• _Provided data_
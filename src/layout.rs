//! Bar layout: where every bar of every category lands on the category axis.
//!
//! Categories are laid out left to right. Within a category, grouped series sit
//! side by side (`barwidth + series_padding` apart); stacked series share one
//! slot. Every bar spans `[start, start + barwidth]`.

use crate::config::BarChartOptions;

/// Scalars that drive the layout.
#[derive(Debug, Clone, Copy, PartialEq)]
pub struct LayoutParams {
    pub barwidth: f64,
    pub series_padding: f64,
    /// Fraction of `barwidth` left empty between categories.
    pub category_padding: f64,
    pub xpadding: f64,
    pub stacked: bool,
}

impl From<&BarChartOptions> for LayoutParams {
    fn from(opts: &BarChartOptions) -> Self {
        Self {
            barwidth: opts.barwidth,
            series_padding: opts.series_padding,
            category_padding: opts.category_padding,
            xpadding: opts.xpadding,
            stacked: opts.stacked,
        }
    }
}

/// Computed positions for `num_series` series of `num_categories` values each.
#[derive(Debug, Clone, PartialEq)]
pub struct BarLayout {
    pub num_series: usize,
    pub num_categories: usize,
    pub params: LayoutParams,
    /// Empty space between neighbouring categories.
    pub spacing: f64,
    /// Distance from one category's base index to the next.
    pub category_width: f64,
}

impl BarLayout {
    pub fn new(num_series: usize, num_categories: usize, params: LayoutParams) -> Self {
        let spacing = params.category_padding * params.barwidth;
        let category_width = if params.stacked {
            spacing + params.barwidth
        } else {
            spacing + num_series as f64 * params.barwidth
        };
        log::debug!(
            "bar layout: {num_series} series x {num_categories} categories, spacing={spacing}, category_width={category_width}"
        );
        Self {
            num_series,
            num_categories,
            params,
            spacing,
            category_width,
        }
    }

    /// Position of the first bar slot of category `c`.
    pub fn category_index(&self, c: usize) -> f64 {
        c as f64 * self.category_width + self.params.xpadding
    }

    /// Offset of series `i` within its category.
    pub fn series_offset(&self, i: usize) -> f64 {
        if self.params.stacked {
            0.0
        } else {
            i as f64 * (self.params.barwidth + self.params.series_padding)
        }
    }

    /// Left (or bottom, for horizontal charts) edge of one bar.
    pub fn bar_start(&self, category: usize, series: usize) -> f64 {
        self.category_index(category) + self.series_offset(series)
    }

    /// Extent of category `c`'s bar group, first bar start to last bar end.
    pub fn group_span(&self, c: usize) -> (f64, f64) {
        let start = self.category_index(c);
        let last = if self.params.stacked {
            0
        } else {
            self.num_series.saturating_sub(1)
        };
        (start, self.bar_start(c, last) + self.params.barwidth)
    }

    /// One tick per category, at the midpoint of its bar group.
    pub fn category_ticks(&self) -> Vec<f64> {
        (0..self.num_categories)
            .map(|c| {
                let (lo, hi) = self.group_span(c);
                0.5 * (lo + hi)
            })
            .collect()
    }

    /// One tick per series, centered on its bar in a single-category chart.
    pub fn series_ticks(&self) -> Vec<f64> {
        (0..self.num_series)
            .map(|i| {
                self.params.xpadding
                    + i as f64 * (self.params.barwidth + self.params.series_padding)
                    + 0.5 * self.params.barwidth
            })
            .collect()
    }

    /// Limits of the category axis.
    pub fn axis_limits(&self) -> (f64, f64) {
        let n = self.num_series as f64;
        let m = self.num_categories as f64;
        let upper = 2.0 * self.params.xpadding
            + m * (self.category_width + (n - 1.0) * self.params.series_padding)
            - self.spacing;
        (0.0, upper)
    }
}

#[cfg(test)]
mod tests {
    use super::*;

    const EPS: f64 = 1e-12;

    fn params(stacked: bool) -> LayoutParams {
        LayoutParams {
            barwidth: 0.35,
            series_padding: 0.0,
            category_padding: 0.25,
            xpadding: 0.0,
            stacked,
        }
    }

    #[test]
    fn two_series_three_categories() {
        let layout = BarLayout::new(2, 3, params(false));
        assert!((layout.spacing - 0.0875).abs() < EPS);
        assert!((layout.category_width - 0.7875).abs() < EPS);
        assert!(layout.category_index(0).abs() < EPS);
        assert!((layout.category_index(1) - 0.7875).abs() < EPS);
        assert!((layout.bar_start(1, 1) - (0.7875 + 0.35)).abs() < EPS);
    }

    #[test]
    fn grouped_width_scales_with_series_count() {
        for n in 1..6 {
            let layout = BarLayout::new(n, 4, params(false));
            let expected = 0.25 * 0.35 + n as f64 * 0.35;
            assert!((layout.category_width - expected).abs() < EPS);
        }
    }

    #[test]
    fn stacked_width_ignores_series_count() {
        for n in 1..6 {
            let layout = BarLayout::new(n, 4, params(true));
            assert!((layout.category_width - (0.25 * 0.35 + 0.35)).abs() < EPS);
            assert!(layout.series_offset(n - 1).abs() < EPS);
        }
    }

    #[test]
    fn ticks_sit_at_group_midpoints() {
        let layout = BarLayout::new(3, 5, params(false));
        let ticks = layout.category_ticks();
        assert_eq!(ticks.len(), 5);
        for (c, t) in ticks.iter().enumerate() {
            let lo = layout.bar_start(c, 0);
            let hi = layout.bar_start(c, 2) + 0.35;
            assert!((t - 0.5 * (lo + hi)).abs() < EPS);
            // without series padding this is also base + N/2 * barwidth
            assert!((t - (layout.category_index(c) + 1.5 * 0.35)).abs() < EPS);
        }
    }

    #[test]
    fn padded_ticks_stay_centered_on_the_group() {
        let mut p = params(false);
        p.series_padding = 0.1;
        let layout = BarLayout::new(3, 4, p);
        for (c, t) in layout.category_ticks().iter().enumerate() {
            let first_start = layout.bar_start(c, 0);
            let last_end = layout.bar_start(c, 2) + 0.35;
            assert!((last_end - first_start - (3.0 * 0.35 + 2.0 * 0.1)).abs() < EPS);
            assert!((t - 0.5 * (first_start + last_end)).abs() < EPS);
            // base + N/2 * barwidth would sit left of center here
            assert!((t - (layout.category_index(c) + 1.5 * 0.35)).abs() > 0.05);
        }
    }

    #[test]
    fn stacked_ticks_are_centered_on_the_bar() {
        let layout = BarLayout::new(4, 2, params(true));
        let ticks = layout.category_ticks();
        assert!((ticks[1] - (layout.category_index(1) + 0.175)).abs() < EPS);
    }

    #[test]
    fn series_ticks_follow_padding() {
        let mut p = params(false);
        p.series_padding = 0.1;
        p.xpadding = 0.2;
        let layout = BarLayout::new(3, 1, p);
        let ticks = layout.series_ticks();
        assert_eq!(ticks.len(), 3);
        assert!((ticks[2] - (0.2 + 2.0 * 0.45 + 0.175)).abs() < EPS);
    }

    #[test]
    fn axis_limits_cover_padding() {
        let mut p = params(false);
        p.xpadding = 0.5;
        p.series_padding = 0.05;
        let layout = BarLayout::new(2, 3, p);
        let (lo, hi) = layout.axis_limits();
        assert_eq!(lo, 0.0);
        let expected = 1.0 + 3.0 * (0.7875 + 0.05) - 0.0875;
        assert!((hi - expected).abs() < EPS);
    }
}
//! Style enums shared by the bar and line helpers.

use plotters::chart::SeriesLabelPosition;
use serde::{Deserialize, Serialize};

/// Marker drawn at data points.
#[derive(Clone, Copy, Debug, Default, PartialEq, Eq, Serialize, Deserialize)]
#[serde(rename_all = "snake_case")]
pub enum MarkerShape {
    /// No marker; the trace is a plain line.
    #[default]
    None,
    Circle,
    Square,
    Triangle,
    Diamond,
    /// Upright `+`.
    Cross,
    /// Diagonal `x`.
    X,
}

/// Stroke pattern of a trace.
#[derive(Clone, Copy, Debug, Default, PartialEq, Eq, Serialize, Deserialize)]
#[serde(rename_all = "snake_case")]
pub enum LineStyle {
    #[default]
    Solid,
    Dashed,
    Dotted,
    DashDot,
    /// Markers only (scatter).
    None,
}

impl LineStyle {
    /// Dash length and gap in pixels for patterned strokes.
    pub(crate) fn dash_pattern(self) -> Option<(u32, u32)> {
        match self {
            LineStyle::Dashed => Some((8, 5)),
            LineStyle::Dotted => Some((2, 4)),
            // plotters has no mixed pattern, so dash-dot is a short dash
            LineStyle::DashDot => Some((6, 3)),
            LineStyle::Solid | LineStyle::None => None,
        }
    }
}

/// Axis scale.
#[derive(Clone, Copy, Debug, Default, PartialEq, Eq, Serialize, Deserialize)]
#[serde(rename_all = "snake_case")]
pub enum AxisScale {
    #[default]
    Linear,
    /// Base-10 logarithmic; non-positive values cannot be shown.
    Log,
}

/// Legend placement inside the plotting area.
#[derive(Clone, Copy, Debug, Default, PartialEq, Eq, Serialize, Deserialize)]
#[serde(rename_all = "snake_case")]
pub enum LegendLocation {
    /// Upper right, the usual least-crowded corner.
    #[default]
    Best,
    UpperLeft,
    UpperRight,
    UpperCenter,
    MiddleLeft,
    MiddleRight,
    Center,
    LowerLeft,
    LowerRight,
    LowerCenter,
}

impl LegendLocation {
    pub(crate) fn to_series_label_position(self) -> SeriesLabelPosition {
        match self {
            LegendLocation::Best | LegendLocation::UpperRight => SeriesLabelPosition::UpperRight,
            LegendLocation::UpperLeft => SeriesLabelPosition::UpperLeft,
            LegendLocation::UpperCenter => SeriesLabelPosition::UpperMiddle,
            LegendLocation::MiddleLeft => SeriesLabelPosition::MiddleLeft,
            LegendLocation::MiddleRight => SeriesLabelPosition::MiddleRight,
            LegendLocation::Center => SeriesLabelPosition::MiddleMiddle,
            LegendLocation::LowerLeft => SeriesLabelPosition::LowerLeft,
            LegendLocation::LowerRight => SeriesLabelPosition::LowerRight,
            LegendLocation::LowerCenter => SeriesLabelPosition::LowerMiddle,
        }
    }
}

/// Direction in which bars (and their error bars) extend.
#[derive(Clone, Copy, Debug, Default, PartialEq, Eq, Serialize, Deserialize)]
#[serde(rename_all = "snake_case")]
pub enum Orientation {
    /// Bars grow along y; categories sit on the x axis.
    #[default]
    Vertical,
    /// Bars grow along x; categories sit on the y axis.
    Horizontal,
}
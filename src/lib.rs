//! ss_plot
//!
//! Two plotting helpers on top of plotters:
//!
//! - [`plot_bar_graph`]: grouped or stacked bar charts, vertical or horizontal,
//!   with per-series colors, emphasis, error bars and category/series ticks
//! - [`plot_lines`]: x-y traces with optional Gaussian jitter, shaded error
//!   bands or error bars, markers, line styles and linear/log axes
//!
//! Both validate every per-series list up front, then draw onto a
//! [`RenderBackend`]. The default backend, [`Figure`], records the drawing and
//! renders it to SVG/PNG on [`Figure::save`] or opens it with [`Figure::show`].
//!
//! ### Example
//! ```no_run
//! use ss_plot::{BarChartOptions, FigureSize, LineChartOptions, plot_bar_graph, plot_lines};
//!
//! let bars = BarChartOptions {
//!     series_colors: vec!["red".into(), "blue".into()],
//!     series_labels: Some(vec!["control".into(), "treatment".into()]),
//!     category_labels: Some(vec!["a".into(), "b".into(), "c".into()]),
//!     ..Default::default()
//! };
//! let fig = plot_bar_graph(&[vec![1.0, 2.0, 3.0], vec![4.0, 5.0, 6.0]], &bars)?;
//! fig.save("bars.svg", FigureSize::new(3.4, 1.5))?;
//!
//! let lines = LineChartOptions {
//!     series_colors: vec!["green".into()],
//!     jitter_x: Some(0.05),
//!     seed: Some(7),
//!     savefile: Some("lines.png".into()),
//!     ..Default::default()
//! };
//! plot_lines(&[(vec![1.0, 1.0, 2.0, 2.0], vec![0.5, 0.6, 0.9, 1.1])], &lines)?;
//! # Ok::<(), anyhow::Error>(())
//! ```

pub mod backend;
pub mod bar;
pub mod colors;
pub mod config;
pub mod error;
pub mod figure;
pub mod jitter;
pub mod layout;
pub mod line;
pub mod style;
pub mod viz;

pub use backend::RenderBackend;
pub use bar::{plot_bar_graph, plot_bar_graph_on};
pub use config::{BarChartOptions, BarStyle, FigureSize, LineChartOptions};
pub use error::PlotError;
pub use figure::Figure;
pub use jitter::JitterPolicy;
pub use layout::{BarLayout, LayoutParams};
pub use line::{plot_lines, plot_lines_on};
pub use style::{AxisScale, LegendLocation, LineStyle, MarkerShape, Orientation};
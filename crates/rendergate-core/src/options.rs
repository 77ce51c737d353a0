//! Comparison options shared by the equality engine, the update policy and memoization
//!
//! Every strategy is optional. An unset strategy falls back to the built-in
//! behaviour, so `Options::default()` gives the standard cursor-aware
//! comparison.
//!
//! # Example
//!
//! ```
//! use rendergate_core::{Options, Value};
//!
//! // Treat keys starting with an underscore as internal
//! let options = Options::default()
//!     .with_is_ignorable(|key, _| key.starts_with('_'))
//!     .with_deep_fallback(true);
//!
//! assert!(options.is_ignorable("_owner", &Value::Null));
//! assert!(!options.is_ignorable("title", &Value::Null));
//! assert!(options.deep_fallback());
//! ```

use crate::equality::{self, Kind};
use crate::value::Value;
use std::fmt;
use std::rc::Rc;

/// Property key ignored by default
///
/// Statics are passed down to children but never trigger an update.
pub const STATICS_KEY: &str = "statics";

/// Classifies a value (cursor or immutable structure)
pub type ValuePredicate = Rc<dyn Fn(&Value) -> bool>;

/// Extracts the value a cursor points at
pub type UnwrapFn = Rc<dyn Fn(&Value) -> Value>;

/// Decides whether a property is left out of the comparison
pub type IgnorePredicate = Rc<dyn Fn(&str, &Value) -> bool>;

/// Compares two property values
pub type EqualityFn = Rc<dyn Fn(&Value, &Value) -> bool>;

/// Compares two component states; `None` means the component has no state
pub type StateEqualityFn = Rc<dyn Fn(Option<&Value>, Option<&Value>) -> bool>;

/// Comparison configuration
///
/// Cheap to clone: strategies are reference counted.
#[derive(Clone, Default)]
pub struct Options {
    is_cursor: Option<ValuePredicate>,
    is_immutable: Option<ValuePredicate>,
    unwrap_cursor: Option<UnwrapFn>,
    is_ignorable: Option<IgnorePredicate>,
    is_equal_props: Option<EqualityFn>,
    is_equal_state: Option<StateEqualityFn>,
    deep_fallback: bool,
}

impl Options {
    /// Create options with every strategy at its default
    pub fn new() -> Self {
        Self::default()
    }

    /// Override what counts as a cursor
    #[must_use]
    pub fn with_is_cursor(mut self, f: impl Fn(&Value) -> bool + 'static) -> Self {
        self.is_cursor = Some(Rc::new(f));
        self
    }

    /// Override what counts as an immutable structure
    #[must_use]
    pub fn with_is_immutable(mut self, f: impl Fn(&Value) -> bool + 'static) -> Self {
        self.is_immutable = Some(Rc::new(f));
        self
    }

    /// Override how a cursor is unwrapped to the value it points at
    #[must_use]
    pub fn with_unwrap_cursor(mut self, f: impl Fn(&Value) -> Value + 'static) -> Self {
        self.unwrap_cursor = Some(Rc::new(f));
        self
    }

    /// Override which properties are left out of the comparison
    #[must_use]
    pub fn with_is_ignorable(mut self, f: impl Fn(&str, &Value) -> bool + 'static) -> Self {
        self.is_ignorable = Some(Rc::new(f));
        self
    }

    /// Override how two property values are compared
    #[must_use]
    pub fn with_is_equal_props(mut self, f: impl Fn(&Value, &Value) -> bool + 'static) -> Self {
        self.is_equal_props = Some(Rc::new(f));
        self
    }

    /// Override how two states are compared
    #[must_use]
    pub fn with_is_equal_state(
        mut self,
        f: impl Fn(Option<&Value>, Option<&Value>) -> bool + 'static,
    ) -> Self {
        self.is_equal_state = Some(Rc::new(f));
        self
    }

    /// Compare cursors and structures against plain values by content
    ///
    /// When disabled (the default) such a comparison is always unequal.
    #[must_use]
    pub fn with_deep_fallback(mut self, enabled: bool) -> Self {
        self.deep_fallback = enabled;
        self
    }

    /// Check whether `value` is a cursor
    pub fn is_cursor(&self, value: &Value) -> bool {
        match &self.is_cursor {
            Some(f) => f(value),
            None => matches!(value, Value::Cursor(_)),
        }
    }

    /// Check whether `value` is an immutable structure
    pub fn is_immutable(&self, value: &Value) -> bool {
        match &self.is_immutable {
            Some(f) => f(value),
            None => matches!(value, Value::Structure(_)),
        }
    }

    /// Classify a value for comparison; cursor classification wins
    pub fn classify(&self, value: &Value) -> Kind {
        if self.is_cursor(value) {
            Kind::Cursor
        } else if self.is_immutable(value) {
            Kind::Immutable
        } else {
            Kind::Plain
        }
    }

    /// Get the value a cursor points at; non-cursors come back unchanged
    pub fn unwrap_cursor(&self, value: &Value) -> Value {
        match (&self.unwrap_cursor, value) {
            (Some(f), _) => f(value),
            (None, Value::Cursor(cursor)) => cursor.value(),
            (None, other) => other.clone(),
        }
    }

    /// Check whether a property is left out of the comparison
    pub fn is_ignorable(&self, key: &str, value: &Value) -> bool {
        match &self.is_ignorable {
            Some(f) => f(key, value),
            None => key == STATICS_KEY,
        }
    }

    /// Compare two property values
    pub fn is_equal_props(&self, a: &Value, b: &Value) -> bool {
        match &self.is_equal_props {
            Some(f) => f(a, b),
            None => equality::is_equal(a, b, self),
        }
    }

    /// Compare two states
    ///
    /// States are replaced wholesale rather than mutated, so the default is
    /// reference identity.
    pub fn is_equal_state(&self, a: Option<&Value>, b: Option<&Value>) -> bool {
        match &self.is_equal_state {
            Some(f) => f(a, b),
            None => match (a, b) {
                (None, None) => true,
                (Some(a), Some(b)) => a.is_identical(b),
                _ => false,
            },
        }
    }

    /// Whether mixed cursor/plain comparisons fall back to content equality
    pub fn deep_fallback(&self) -> bool {
        self.deep_fallback
    }
}

impl fmt::Debug for Options {
    fn fmt(&self, f: &mut fmt::Formatter<'_>) -> fmt::Result {
        f.debug_struct("Options")
            .field("is_cursor", &self.is_cursor.is_some())
            .field("is_immutable", &self.is_immutable.is_some())
            .field("unwrap_cursor", &self.unwrap_cursor.is_some())
            .field("is_ignorable", &self.is_ignorable.is_some())
            .field("is_equal_props", &self.is_equal_props.is_some())
            .field("is_equal_state", &self.is_equal_state.is_some())
            .field("deep_fallback", &self.deep_fallback)
            .finish()
    }
}
//! Rendergate Memo - Single-slot memoization keyed by the update policy
//!
//! Wraps a pure computation so that calling it again with arguments the
//! [`UpdatePolicy`](rendergate_core::UpdatePolicy) considers unchanged returns
//! the previous result instead of recomputing. Typical use is derived data
//! recomputed during a render pass:
//!
//! ```
//! use rendergate_core::{Structure, Value};
//! use rendergate_memo::Memo;
//!
//! let mut visible_count = Memo::new(|args: &[Value]| {
//!     args[0].as_structure().map_or(0, |todos| todos.len())
//! });
//!
//! let todos = Structure::list(vec!["a", "b"]);
//! assert_eq!(*visible_count.get(&[Value::from(todos.clone())]), 2);
//! // Same structure reference: served from the cache
//! assert_eq!(*visible_count.get(&[Value::from(todos)]), 2);
//! assert_eq!(visible_count.stats().misses, 1);
//! ```

mod memo;
mod stats;

pub use memo::Memo;
pub use stats::MemoStats;
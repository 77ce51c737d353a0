//! Dynamic value types for render inputs

use crate::cursor::Cursor;
use crate::equality;
use crate::structure::{Segment, Structure};
use indexmap::IndexMap;
use serde::{Deserialize, Serialize};
use std::fmt;
use std::rc::Rc;

/// A dynamic value passed to a view as a property or state field
#[derive(Debug, Clone, Serialize, Deserialize, Default)]
pub enum Value {
    /// Absent value
    #[default]
    Undefined,
    /// Explicit null, never coerced to `Undefined`
    Null,
    /// Boolean value
    Bool(bool),
    /// Integer value
    Int(i64),
    /// Floating point value
    Float(f64),
    /// String value
    String(String),
    /// Plain list, compared element-wise
    List(Vec<Value>),
    /// Plain map of string keys to values, compared key by key
    Map(ValueMap),
    /// Shared function, compared by reference
    #[serde(skip)]
    Function(Callback),
    /// Persistent structure, compared by reference
    #[serde(skip_deserializing)]
    Structure(Structure),
    /// Cursor into a persistent structure, compared by the identity of what it points to
    #[serde(skip_deserializing)]
    Cursor(Cursor),
}

/// A map of string keys to dynamic values
///
/// Uses IndexMap to preserve insertion order (keys are reported in the order they were set)
pub type ValueMap = IndexMap<String, Value>;

/// One render's full input: property name to value
pub type PropertySet = ValueMap;

/// A reference-counted function value
///
/// Two callbacks are equal only when they share the same allocation; cloning a
/// callback keeps it equal to the original.
#[derive(Clone)]
pub struct Callback(Rc<dyn Fn(&[Value]) -> Value>);

impl Callback {
    /// Wrap a function
    pub fn new(f: impl Fn(&[Value]) -> Value + 'static) -> Self {
        Self(Rc::new(f))
    }

    /// Invoke the function
    pub fn call(&self, args: &[Value]) -> Value {
        (self.0)(args)
    }

    /// Check whether both callbacks share the same allocation
    pub fn ptr_eq(&self, other: &Callback) -> bool {
        // Compare data pointers only; vtable pointers may differ between codegen units
        Rc::as_ptr(&self.0) as *const () == Rc::as_ptr(&other.0) as *const ()
    }
}

impl fmt::Debug for Callback {
    fn fmt(&self, f: &mut fmt::Formatter<'_>) -> fmt::Result {
        write!(f, "Callback({:p})", Rc::as_ptr(&self.0) as *const ())
    }
}

impl Value {
    /// Check if this value is undefined
    pub fn is_undefined(&self) -> bool {
        matches!(self, Value::Undefined)
    }

    /// Check if this value is null
    pub fn is_null(&self) -> bool {
        matches!(self, Value::Null)
    }

    /// Try to get this value as a boolean
    pub fn as_bool(&self) -> Option<bool> {
        match self {
            Value::Bool(b) => Some(*b),
            _ => None,
        }
    }

    /// Try to get this value as an integer
    pub fn as_int(&self) -> Option<i64> {
        match self {
            Value::Int(i) => Some(*i),
            _ => None,
        }
    }

    /// Try to get this value as a float
    pub fn as_float(&self) -> Option<f64> {
        match self {
            Value::Float(f) => Some(*f),
            Value::Int(i) => Some(*i as f64),
            _ => None,
        }
    }

    /// Try to get this value as a string
    pub fn as_str(&self) -> Option<&str> {
        match self {
            Value::String(s) => Some(s),
            _ => None,
        }
    }

    /// Try to get this value as a plain list
    pub fn as_list(&self) -> Option<&[Value]> {
        match self {
            Value::List(list) => Some(list),
            _ => None,
        }
    }

    /// Try to get this value as a plain map
    pub fn as_map(&self) -> Option<&ValueMap> {
        match self {
            Value::Map(map) => Some(map),
            _ => None,
        }
    }

    /// Try to get this value as a function
    pub fn as_function(&self) -> Option<&Callback> {
        match self {
            Value::Function(f) => Some(f),
            _ => None,
        }
    }

    /// Try to get this value as a persistent structure
    pub fn as_structure(&self) -> Option<&Structure> {
        match self {
            Value::Structure(s) => Some(s),
            _ => None,
        }
    }

    /// Try to get this value as a cursor
    pub fn as_cursor(&self) -> Option<&Cursor> {
        match self {
            Value::Cursor(c) => Some(c),
            _ => None,
        }
    }

    /// Get the type name of this value
    pub fn type_name(&self) -> &'static str {
        match self {
            Value::Undefined => "undefined",
            Value::Null => "null",
            Value::Bool(_) => "bool",
            Value::Int(_) => "int",
            Value::Float(_) => "float",
            Value::String(_) => "string",
            Value::List(_) => "list",
            Value::Map(_) => "map",
            Value::Function(_) => "function",
            Value::Structure(_) => "structure",
            Value::Cursor(_) => "cursor",
        }
    }

    /// Look up a direct child of a list, map or structure
    pub fn get(&self, segment: &Segment) -> Option<&Value> {
        match (self, segment) {
            (Value::Structure(s), _) => s.get(segment),
            (Value::List(items), Segment::Index(i)) => items.get(*i),
            (Value::Map(map), Segment::Key(k)) => map.get(k),
            _ => None,
        }
    }

    /// Follow a path through nested containers
    pub fn get_in(&self, path: &[Segment]) -> Option<&Value> {
        path.iter().try_fold(self, |value, segment| value.get(segment))
    }

    /// Check whether two values are the same reference
    ///
    /// Scalars have no identity of their own and are compared by primitive
    /// equality. Structures and functions compare by pointer, cursors by root
    /// pointer and path. Two distinct plain containers are never identical.
    pub fn is_identical(&self, other: &Value) -> bool {
        if std::ptr::eq(self, other) {
            return true;
        }
        match (self, other) {
            (Value::Structure(a), Value::Structure(b)) => a.ptr_eq(b),
            (Value::Function(a), Value::Function(b)) => a.ptr_eq(b),
            (Value::Cursor(a), Value::Cursor(b)) => a.is_identical(b),
            (Value::List(_), _) | (Value::Map(_), _) => false,
            (a, b) => equality::primitive_eq(a, b),
        }
    }

    /// Convert nested plain lists and maps into persistent structures
    pub fn into_persistent(self) -> Value {
        match self {
            Value::List(items) => Value::Structure(Structure::list(items)),
            Value::Map(map) => Value::Structure(Structure::map(map)),
            other => other,
        }
    }

    /// Convert structures and cursors back into plain values
    pub fn into_plain(self) -> Value {
        match self {
            Value::Structure(s) => s.to_value(),
            Value::Cursor(c) => c.value().into_plain(),
            Value::List(items) => Value::List(items.into_iter().map(Value::into_plain).collect()),
            Value::Map(map) => {
                Value::Map(map.into_iter().map(|(k, v)| (k, v.into_plain())).collect())
            }
            other => other,
        }
    }
}

/// Deep equality with the default comparison options
impl PartialEq for Value {
    fn eq(&self, other: &Self) -> bool {
        equality::is_equal(self, other, &crate::Options::default())
    }
}

impl fmt::Display for Value {
    fn fmt(&self, f: &mut fmt::Formatter<'_>) -> fmt::Result {
        match self {
            Value::Undefined => write!(f, "undefined"),
            Value::Null => write!(f, "null"),
            Value::Bool(b) => write!(f, "{}", b),
            Value::Int(i) => write!(f, "{}", i),
            Value::Float(fl) => write!(f, "{}", fl),
            Value::String(s) => write!(f, "\"{}\"", s),
            Value::List(list) => write_list(f, list),
            Value::Map(map) => write_map(f, map),
            Value::Function(_) => write!(f, "<function>"),
            Value::Structure(s) => match (s.as_list(), s.as_map()) {
                (Some(list), _) => write_list(f, list),
                (_, Some(map)) => write_map(f, map),
                _ => Ok(()),
            },
            Value::Cursor(c) => write!(f, "cursor({})", c.value()),
        }
    }
}

fn write_list(f: &mut fmt::Formatter<'_>, list: &[Value]) -> fmt::Result {
    write!(f, "[")?;
    for (i, v) in list.iter().enumerate() {
        if i > 0 {
            write!(f, ", ")?;
        }
        write!(f, "{}", v)?;
    }
    write!(f, "]")
}

fn write_map(f: &mut fmt::Formatter<'_>, map: &ValueMap) -> fmt::Result {
    write!(f, "{{")?;
    for (i, (k, v)) in map.iter().enumerate() {
        if i > 0 {
            write!(f, ", ")?;
        }
        write!(f, "{}: {}", k, v)?;
    }
    write!(f, "}}")
}

// Convenient From implementations
impl From<bool> for Value {
    fn from(b: bool) -> Self {
        Value::Bool(b)
    }
}

impl From<i64> for Value {
    fn from(i: i64) -> Self {
        Value::Int(i)
    }
}

impl From<i32> for Value {
    fn from(i: i32) -> Self {
        Value::Int(i as i64)
    }
}

impl From<f64> for Value {
    fn from(f: f64) -> Self {
        Value::Float(f)
    }
}

impl From<f32> for Value {
    fn from(f: f32) -> Self {
        Value::Float(f as f64)
    }
}

impl From<String> for Value {
    fn from(s: String) -> Self {
        Value::String(s)
    }
}

impl From<&str> for Value {
    fn from(s: &str) -> Self {
        Value::String(s.to_string())
    }
}

impl From<ValueMap> for Value {
    fn from(map: ValueMap) -> Self {
        Value::Map(map)
    }
}

impl From<Structure> for Value {
    fn from(s: Structure) -> Self {
        Value::Structure(s)
    }
}

impl From<Cursor> for Value {
    fn from(c: Cursor) -> Self {
        Value::Cursor(c)
    }
}

impl From<Callback> for Value {
    fn from(f: Callback) -> Self {
        Value::Function(f)
    }
}

impl<T: Into<Value>> From<Vec<T>> for Value {
    fn from(vec: Vec<T>) -> Self {
        Value::List(vec.into_iter().map(Into::into).collect())
    }
}

impl<T: Into<Value>> From<Option<T>> for Value {
    fn from(opt: Option<T>) -> Self {
        opt.map_or(Value::Null, Into::into)
    }
}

• _Your task_
Copy out each line of the listing that holds the word "they".

• _Answer section_
/// Uses IndexMap to preserve insertion order (keys are reported in the order they were set)
/// Two callbacks are equal only when they share the same allocation; cloning a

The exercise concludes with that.